Anyone who has known me through a long view, knows of my passion around the space program, and the profound disappointment that the future in space that I was promised as a child hasn’t bourn the fruit expected.

Today, we humans took just a baby step farther along the path.  And I’d be lying if I said it didn’t bring tears to my eyes.

This is huge stuff.  Big huge stuff.  Orion was better than 3500 miles up, making it the first space vehicle designed for human flight to go to high in forty years!

It’s a very arguable point, but I still contend that the best thing mankind undertook in the last century was when JFK put us in the position “of landing a man on the Moon and returning him safely to the Earth” in the 1960’s.  In my mind, he got it right, and saw the big picture.

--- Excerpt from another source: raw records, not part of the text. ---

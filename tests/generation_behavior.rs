//! Behavior-driven tests for the text generation collaborator
//!
//! A recording transport stands in for the hosted model, so these tests pin
//! the request that leaves the process and how each failure surfaces.

use std::sync::Arc;

use cardmark_core::{
    render_document, DirectiveParser, GeminiGenerator, GenerationConfig, GenerationError,
    HttpError, HttpResponse, Registry, TextGenerator, Widget,
};
use cardmark_tests::RecordingHttpClient;
use serde_json::Value;

fn configured() -> GenerationConfig {
    GenerationConfig::default()
        .with_api_key("test-key")
        .with_timeout_ms(1_500)
}

fn generator(config: GenerationConfig, client: Arc<RecordingHttpClient>) -> GeminiGenerator {
    GeminiGenerator::with_http_client(config, &Registry::standard(), client)
}

// =============================================================================
// Drafting A Report
// =============================================================================

#[tokio::test]
async fn user_receives_model_markdown_that_renders_into_cards() {
    // Given: A model that answers with a report containing a card directive
    let client = RecordingHttpClient::with_text(&["# TSLA Outlook\n", "#card stockinfo TSLA\n"]);
    let generator = generator(configured(), client.clone());

    // When: The user asks for a report
    let markdown = generator
        .generate("Write a short TSLA report")
        .await
        .expect("generation should succeed");

    // Then: The parts are joined in order
    assert_eq!(markdown, "# TSLA Outlook\n#card stockinfo TSLA\n");

    // And: The draft renders with the standard registry
    let rendered = render_document(&markdown, &DirectiveParser::default(), &Registry::standard());
    assert!(matches!(rendered.widgets().next(), Some(Widget::StockInfo(_))));
}

#[tokio::test]
async fn request_carries_credential_instruction_and_prompt() {
    let client = RecordingHttpClient::with_text(&["ok"]);
    let generator = generator(configured(), client.clone());

    generator
        .generate("Summarize AAPL")
        .await
        .expect("generation should succeed");

    let requests = client.recorded_requests();
    assert_eq!(requests.len(), 1);
    let request = &requests[0];
    assert_eq!(
        request.url,
        "https://generativelanguage.googleapis.com/v1beta/models/gemini-3-flash-preview:generateContent"
    );
    assert_eq!(
        request.headers.get("x-goog-api-key").map(String::as_str),
        Some("test-key")
    );
    assert_eq!(request.timeout_ms, 1_500);

    let body: Value =
        serde_json::from_str(request.body.as_deref().expect("json body")).expect("valid json");
    assert_eq!(body["contents"][0]["parts"][0]["text"], "Summarize AAPL");
    let instruction = body["systemInstruction"]["parts"][0]["text"]
        .as_str()
        .expect("instruction text");
    assert_eq!(instruction, generator.instruction());
    for descriptor in Registry::standard().iter() {
        assert!(instruction.contains(descriptor.usage));
    }
}

#[tokio::test]
async fn empty_candidate_list_yields_empty_text() {
    let client = RecordingHttpClient::replying(Ok(HttpResponse::ok_json(r#"{"candidates":[]}"#)));
    let text = generator(configured(), client)
        .generate("anything")
        .await
        .expect("generation should succeed");
    assert!(text.is_empty());
}

// =============================================================================
// Failures Stay Distinguishable
// =============================================================================

#[tokio::test]
async fn missing_credential_is_reported_before_any_request() {
    let client = RecordingHttpClient::with_text(&["unused"]);
    let config = GenerationConfig::from_lookup(|_| None);
    let err = generator(config, client.clone())
        .generate("Write a report")
        .await
        .expect_err("must fail without a key");

    assert_eq!(
        err,
        GenerationError::MissingCredential {
            variable: "API_KEY"
        }
    );
    assert!(client.recorded_requests().is_empty());
}

#[tokio::test]
async fn blank_prompt_is_rejected_locally() {
    let client = RecordingHttpClient::with_text(&["unused"]);
    let err = generator(configured(), client.clone())
        .generate("   ")
        .await
        .expect_err("must fail");
    assert_eq!(err, GenerationError::EmptyPrompt);
    assert!(client.recorded_requests().is_empty());
}

#[tokio::test]
async fn transport_failure_keeps_retryability() {
    let client = RecordingHttpClient::replying(Err(HttpError::new("connection failed")));
    let err = generator(configured(), client)
        .generate("Write a report")
        .await
        .expect_err("must fail");

    assert!(matches!(err, GenerationError::Transport { .. }));
    assert!(err.retryable());
    assert_eq!(err.code(), "generation.transport");
}

#[tokio::test]
async fn upstream_rejection_surfaces_status_and_message() {
    let client = RecordingHttpClient::replying(Ok(HttpResponse {
        status: 400,
        body: String::from(r#"{"error":{"code":400,"message":"API key not valid"}}"#),
    }));
    let err = generator(configured(), client)
        .generate("Write a report")
        .await
        .expect_err("must fail");

    assert_eq!(
        err,
        GenerationError::Status {
            status: 400,
            message: String::from("API key not valid"),
        }
    );
    assert!(!err.retryable());
}

#[tokio::test]
async fn unparseable_body_is_malformed_response() {
    let client = RecordingHttpClient::replying(Ok(HttpResponse::ok_json("<html>")));
    let err = generator(configured(), client)
        .generate("Write a report")
        .await
        .expect_err("must fail");
    assert!(matches!(err, GenerationError::MalformedResponse(_)));
}

#[test]
fn configuration_reads_overrides_from_environment_lookup() {
    let config = GenerationConfig::from_lookup(|name| match name {
        "API_KEY" => Some(String::from("abc")),
        "CARDMARK_MODEL" => Some(String::from("gemini-2.5-pro")),
        "CARDMARK_ENDPOINT" => Some(String::from("http://127.0.0.1:9000")),
        _ => None,
    });
    assert!(config.has_credential());
    assert_eq!(config.model, "gemini-2.5-pro");
    assert_eq!(config.endpoint, "http://127.0.0.1:9000");
    assert!(!format!("{config:?}").contains("abc"));
}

Just thinking about the industry, technology and other advances made from the discoveries and research from that era alone, it’s hard for me to look upon the Apollo program as a waste of effort or treasure.  Jobs and industries were created.  People created things and set in motion concepts and ideas that are still bearing fruit in our daily lives.

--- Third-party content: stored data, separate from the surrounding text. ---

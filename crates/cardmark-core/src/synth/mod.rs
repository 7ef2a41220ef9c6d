//! Deterministic sample data.
//!
//! Nine generators, one per record kind. Each is a pure function of the
//! symbol: it upper-cases the symbol for display, derives the seed once with
//! [`symbol_seed`](crate::seed::symbol_seed) and fans out per-field offsets.
//! Cross-field invariants are built in rather than checked afterwards. None
//! of them can fail; the empty symbol is seed 0.

mod company;
mod market;

pub use company::{analyst_ratings, company_profile, earnings, fundamentals, news};
pub use market::{candles, order_book, peers, stock_info, CANDLE_COUNT, DEPTH_LEVELS, PEER_UNIVERSE};

/// Display name for a ticker.
pub(crate) fn company_name(symbol: &str) -> String {
    match symbol {
        "AAPL" => String::from("Apple Inc."),
        "GOOGL" => String::from("Alphabet Inc."),
        "TSLA" => String::from("Tesla, Inc."),
        "MSFT" => String::from("Microsoft Corp"),
        other => format!("{other} Corporation"),
    }
}

/// Formats a number of trillions the way market cap columns show it.
pub(crate) fn trillions(value: f64) -> String {
    format!("{value:.1}T")
}

#[cfg(test)]
mod tests {
    use super::*;

    #[test]
    fn known_tickers_have_real_names() {
        assert_eq!(company_name("AAPL"), "Apple Inc.");
        assert_eq!(company_name("ZZZ"), "ZZZ Corporation");
    }
}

My contention has been that, despite the success of the Space Shuttle program, we have essentially sat on our laurels, though, and wasted the momentum brought on by Apollo.  We should’ve been figuring out a way to step off this frail little blue marble, and becoming the explorers that we once were as a people.  That next step beyond the Moon, or even the International Space Station, is big, and is probably more than any single country on the planet can undertake alone.  And there’s the rub.  We can’t all stop yelling and throwing stuff long enough to band together as a people — all people — and take a single step together, much less the many that it would take to continue exploring above low-Earth orbit.

I know my view of this is Pollyannic — I get that.  But the twists and turns of the last few decades have left us creating a really big “have and have not” consumerist society (and I’m guilty, too … just ask Becky), and in my view, we’ve lost sight of our roots as explorers and creators.  We’ve continued to be highly polarized — both on the international and internal playing fields — and it’s paralyzed any movement forward on exploring space, and all the wonders that it could bring to mankind.  It’s made all of us protective of our stuff and ideas, suspicious of others, and unwilling to share, regardless of the consequences.

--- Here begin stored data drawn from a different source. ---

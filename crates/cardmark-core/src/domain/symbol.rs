use crate::ValidationError;

const MAX_TICKER_LEN: usize = 15;

/// Ticker accepted from the first argument of a card directive.
///
/// This only gates directive arguments. The synthesizers take any `&str`
/// (an empty key seeds to zero), so a `Symbol` is never needed to build data.
#[derive(Debug, Clone, PartialEq, Eq, Hash)]
pub struct Symbol(String);

impl Symbol {
    /// Upper-cases `arg` and checks it looks like a ticker.
    pub fn from_arg(arg: &str) -> Result<Self, ValidationError> {
        let value = arg.trim();
        match rejection(value) {
            Some(reason) => Err(ValidationError::InvalidSymbol {
                value: value.to_owned(),
                reason,
            }),
            None => Ok(Self(value.to_ascii_uppercase())),
        }
    }

    /// Synthesizer key for this ticker.
    pub fn as_str(&self) -> &str {
        &self.0
    }
}

fn rejection(value: &str) -> Option<&'static str> {
    let Some(first) = value.chars().next() else {
        return Some("empty");
    };
    if !first.is_ascii_alphabetic() {
        return Some("must start with a letter");
    }
    if !value
        .chars()
        .all(|ch| ch.is_ascii_alphanumeric() || matches!(ch, '.' | '-'))
    {
        return Some("only letters, digits, '.' and '-' are allowed");
    }
    if value.len() > MAX_TICKER_LEN {
        return Some("longer than 15 characters");
    }
    None
}

#[cfg(test)]
mod tests {
    use super::*;

    fn reason(arg: &str) -> &'static str {
        match Symbol::from_arg(arg) {
            Err(ValidationError::InvalidSymbol { reason, .. }) => reason,
            other => panic!("{arg:?} should be rejected, got {other:?}"),
        }
    }

    #[test]
    fn lowercase_argument_becomes_display_ticker() {
        let symbol = Symbol::from_arg("brk.b").expect("share class suffix is fine");
        assert_eq!(symbol.as_str(), "BRK.B");
    }

    #[test]
    fn digits_cannot_lead() {
        assert_eq!(reason("1AAPL"), "must start with a letter");
        assert_eq!(reason("$$$"), "must start with a letter");
    }

    #[test]
    fn punctuation_is_limited_to_dot_and_dash() {
        assert_eq!(reason("AAPL$"), "only letters, digits, '.' and '-' are allowed");
        assert!(Symbol::from_arg("RDS-A").is_ok());
    }

    #[test]
    fn sixteen_characters_is_too_long() {
        assert!(Symbol::from_arg("ZZZZZZZZZZZZZZZ").is_ok());
        assert_eq!(reason("ZZZZZZZZZZZZZZZZ"), "longer than 15 characters");
    }

    #[test]
    fn blank_argument_is_rejected() {
        let err = Symbol::from_arg("").expect_err("must fail");
        assert_eq!(
            err,
            ValidationError::InvalidSymbol {
                value: String::new(),
                reason: "empty"
            }
        );
    }
}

Yes, things continue to be invented, some of which are unnecessary or are unnecessarily expensive, but aren’t things of profound impact.  In the industrialized world, we haven’t been able to get ourselves away from fossil fuels in any kind of appreciable fashion, and continue to soil our fragile little nest every day.  The poor still don’t get the health care and food they need, even in relatively wealthy nations.  And who knows if a child that dies from some simple malady in a third world country could’ve been the next Einstein, Salk, Sagan, Ghandi, King…

So, yes, I’m thrilled about Orion, and the fact that a foundational block has been laid to further the cause of manned exoplanetary voyages.  It’s a step.  There are so very many more that need to be taken, and an awful lot of them have very, very little to directly do with the exploration of space.